早在半世纪前，人们就已发现细胞核组蛋白共价修饰影响基因的转录活性，但相关分子调节机制直到近期才为人所知[1]。组蛋白赖氨酸残基的乙酰化修饰与基因转录密切相关，研究发现组蛋白H3/H4的乙酰化大量出现在基因活化部位，如常染色质区；而低度乙酰化多见于基因表达抑制部位，如异染色质区、着丝粒和端粒。一般情况下，组蛋白的乙酰化有利于DNA与组蛋白八聚体解离，核小体结构松弛，从而使各种转录因子和协同转录因子与DNA结合位点特异性结合，激活基因的转录；而组蛋白的去乙酰化则通过相反作用抑制基因转录。

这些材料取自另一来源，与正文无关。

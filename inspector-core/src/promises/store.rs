//! Per-target promise record storage
//!
//! Records live in an insertion-ordered map per debugging target. Entries are
//! only added or updated; the only removal is dropping a whole target's map
//! (navigation, explicit clear, target removal).

use super::record::{PromiseEvent, PromiseEventKind, PromiseId, PromiseRecord, PromiseStatus};
use indexmap::IndexMap;
use std::collections::HashMap;
use std::fmt;

/// Identifies one debugging target (page, worker, ...)
#[derive(Debug, Clone, PartialEq, Eq, Hash, PartialOrd, Ord)]
pub struct TargetId(pub String);

impl TargetId {
    pub fn new(id: impl Into<String>) -> Self {
        TargetId(id.into())
    }
}

impl fmt::Display for TargetId {
    fn fmt(&self, f: &mut fmt::Formatter<'_>) -> fmt::Result {
        write!(f, "{}", self.0)
    }
}

/// Insertion-ordered records of one target
pub type PromiseRecords = IndexMap<PromiseId, PromiseRecord>;

/// Outcome of applying one notification
#[derive(Debug, Clone, Copy, PartialEq, Eq)]
pub struct AppliedUpdate {
    pub id: PromiseId,
    /// Status before the update; `None` for a first sighting
    pub previous_status: Option<PromiseStatus>,
    pub status: PromiseStatus,
}

#[derive(Debug, Default)]
pub struct PromiseStore {
    by_target: HashMap<TargetId, PromiseRecords>,
}

impl PromiseStore {
    pub fn new() -> Self {
        Self::default()
    }

    /// Insert or update the record named by `event`
    pub fn apply(&mut self, target: &TargetId, event: PromiseEvent) -> AppliedUpdate {
        let records = self.by_target.entry(target.clone()).or_default();
        let id = event.promise.id;
        let mut status = event.promise.status;
        let collected = event.event_type == PromiseEventKind::Gc;

        let previous_status = match records.get_mut(&id) {
            Some(record) => {
                let previous = record.status();
                if previous.is_settled() && previous != status {
                    log::warn!("Promise {} already {}, ignoring status {}", id, previous, status);
                    status = previous;
                }
                record.details = event.promise;
                record.details.status = status;
                record.is_garbage_collected |= collected;
                Some(previous)
            }
            None => {
                records.insert(
                    id,
                    PromiseRecord {
                        details: event.promise,
                        is_garbage_collected: collected,
                    },
                );
                None
            }
        };

        log::debug!("Promise {} on {}: {:?} -> {}", id, target, previous_status, status);
        AppliedUpdate {
            id,
            previous_status,
            status,
        }
    }

    pub fn records(&self, target: &TargetId) -> Option<&PromiseRecords> {
        self.by_target.get(target)
    }

    pub fn contains_target(&self, target: &TargetId) -> bool {
        self.by_target.contains_key(target)
    }

    /// Drop every record of a target
    pub fn remove_target(&mut self, target: &TargetId) -> bool {
        self.by_target.remove(target).is_some()
    }

    pub fn clear(&mut self) {
        self.by_target.clear();
    }
}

正常生理状态下，组蛋白乙酰化与组蛋白去乙酰化过程处于动态平衡，由组蛋白乙酰化转移酶(histone acetyltransferases，HATs)和组蛋白去乙酰化酶(histone deacetylases，HDACs)共同调控。细胞异常状态下，HDACs活性明显增强，打破原有的基因表达平衡状态，导致一些影响细胞增殖和调控细胞周期的分子表达失衡，导致疾病发生。组蛋白可逆性的乙酰化和去乙酰化在免疫反应调节中具有重要作用[2]。本文从HDACs分类及功能出发，综述其在结缔组织病中的作用。

HDACs分类及功能

HDACs分类

现已在人体中发现18种HDACs，分为两类：一类为锌依赖型HDACs(Ⅰ、Ⅱ、Ⅳ型)，另一类为烟酰胺腺嘌呤二核苷酸依赖型HDACs(Ⅲ型)。根据与酵母菌同源性、在细胞中的位置及酶活性，进一步将其分为4型：Ⅰ型HDACs(HDAC1、2、3、8)相对分子质量为42～45 000，与酵母RPD3有相似的催化位点，主要位于细胞核，调控组蛋白的乙酰化修饰；Ⅱ型HDACs(HDAC 4、5、6、7、9、10)相对分子质量为120～130 000，类似酵母菌HDA1，主要位于细胞质，可以在细胞质与细胞核间穿梭，调控组蛋白及非组蛋白的乙酰化修饰；Ⅲ型HDACs(Sirt1～7)与酵母菌Sir2家族蛋白具有同源性，需要NAD+参与调节基因表达，与细胞衰老和能量代谢调节相关，其中Sirt1具有强去乙酰化酶活性，同其余3型HDACs一样，既可以修饰组蛋白，也可以修饰非组蛋；Ⅳ型HDACs(HDAC11)包含Ⅰ和Ⅱ型HDACs 的两种催化位点。HDACs在不同组织细胞中表达水平不同，特别是Ⅰ和Ⅱ型的表达具有组织特异性。HDACs在肿瘤发生中的作用得到了广泛研究，HDACs在多种肿瘤中异常表达，与肿瘤预后相关，且HDACI在包括淋巴瘤与多发性骨髓瘤在内的多种恶性疾病中显示了疗效，有希望用于未来的肿瘤治疗[3]。HDACs不但可以通过修饰组蛋白调节基因表达，也可通过修饰多种非组蛋白对细胞功能产生影响，从而调节免疫细胞功能，但是HDACs免疫调节作用的研究才刚开始。

HDACs免疫调节功能

HDACs在固有免疫应答和适应性免疫应答的表观遗传学调控中均发挥了重要的作用。了解HDACs在免疫系统中的表达情况，可以为免疫调节治疗提供新的治疗思路。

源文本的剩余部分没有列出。